Required work
Reproduce only the lines of the material below that start at the line containing "struct FailureError(Failure);" and stop at the line containing "impl StdError for". Keep both end lines.

── Source data

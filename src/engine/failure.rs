use std::any::Any;
use std::error::Error as StdError;
use std::fmt;

use http::StatusCode;

type BoxError = Box<dyn StdError + Send + Sync>;

/// A handler failure travelling up the chain.
///
/// Any error converts into a `Failure` with status 500, so handlers can use
/// `?` freely. A recovery layer turns it into a response; without one it
/// reaches the transport.
pub struct Failure {
    status: StatusCode,
    message: String,
    source: Option<BoxError>,
}

impl Failure {
    pub fn new(status: StatusCode, message: impl Into<String>) -> Self {
        Self {
            status,
            message: message.into(),
            source: None,
        }
    }

    pub fn internal(message: impl Into<String>) -> Self {
        Self::new(StatusCode::INTERNAL_SERVER_ERROR, message)
    }

    pub fn with_status(mut self, status: StatusCode) -> Self {
        self.status = status;
        self
    }

    pub fn status(&self) -> StatusCode {
        self.status
    }

    pub fn message(&self) -> &str {
        &self.message
    }

    pub fn source(&self) -> Option<&(dyn StdError + Send + Sync + 'static)> {
        self.source.as_deref()
    }

    pub(crate) fn from_panic(payload: Box<dyn Any + Send>) -> Self {
        let message = match payload.downcast::<String>() {
            Ok(s) => *s,
            Err(payload) => match payload.downcast::<&'static str>() {
                Ok(s) => (*s).to_owned(),
                Err(_) => "handler panicked".to_owned(),
            },
        };
        Self::internal(format!("panic: {}", message))
    }
}

impl<E> From<E> for Failure
where
    E: StdError + Send + Sync + 'static,
{
    fn from(err: E) -> Self {
        Self {
            status: StatusCode::INTERNAL_SERVER_ERROR,
            message: err.to_string(),
            source: Some(Box::new(err)),
        }
    }
}

impl fmt::Display for Failure {
    fn fmt(&self, f: &mut fmt::Formatter<'_>) -> fmt::Result {
        write!(f, "{} ({})", self.message, self.status)
    }
}

impl fmt::Debug for Failure {
    fn fmt(&self, f: &mut fmt::Formatter<'_>) -> fmt::Result {
        f.debug_struct("Failure")
            .field("status", &self.status)
            .field("message", &self.message)
            .field("source", &self.source)
            .finish()
    }
}

struct FailureError(Failure);

impl fmt::Debug for FailureError {
    fn fmt(&self, f: &mut fmt::Formatter<'_>) -> fmt::Result {
        fmt::Debug::fmt(&self.0, f)
    }
}

impl fmt::Display for FailureError {
    fn fmt(&self, f: &mut fmt::Formatter<'_>) -> fmt::Result {
        fmt::Display::fmt(&self.0, f)
    }
}

impl StdError for FailureError {
    fn source(&self) -> Option<&(dyn StdError + 'static)> {
        match self.0.source {
            Some(ref e) => Some(&**e),
            None => None,
        }
    }
}

impl From<Failure> for BoxError {
    fn from(failure: Failure) -> Self {
        Box::new(FailureError(failure))
    }
}
//! A radix-tree HTTP router with onion-style middleware dispatch.
//!
//! + [`Router`]: the prefix tree of one method, generic over its data.
//! + [`HttpRouter`]: one tree per method.
//! + [`Engine`]: route groups, handler chains and the per-request [`Context`].
//! + `hyper_service`: serves an engine over hyper (feature `hyper-service`).

#![deny(unsafe_code)]

pub mod binding;
pub mod engine;
pub mod http_router;
pub mod path;
pub mod router;

#[cfg(feature = "hyper-service")]
pub mod hyper_service;

pub use crate::engine::{
    Context, Engine, EngineConfig, Failure, Handler, HandlerFunc, HandlerResult, HandlersChain,
    IntoHandler, Params, RouterGroup, State,
};
pub use crate::http_router::{HttpRouter, Method};
pub use crate::router::{Captures, Match, Router, RouterError};

pub use http::StatusCode;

────

Reply to the exercise
struct FailureError(Failure);

impl fmt::Debug for FailureError {
    fn fmt(&self, f: &mut fmt::Formatter<'_>) -> fmt::Result {
        fmt::Debug::fmt(&self.0, f)
    }
}

impl fmt::Display for FailureError {
    fn fmt(&self, f: &mut fmt::Formatter<'_>) -> fmt::Result {
        fmt::Display::fmt(&self.0, f)
    }
}

impl StdError for FailureError {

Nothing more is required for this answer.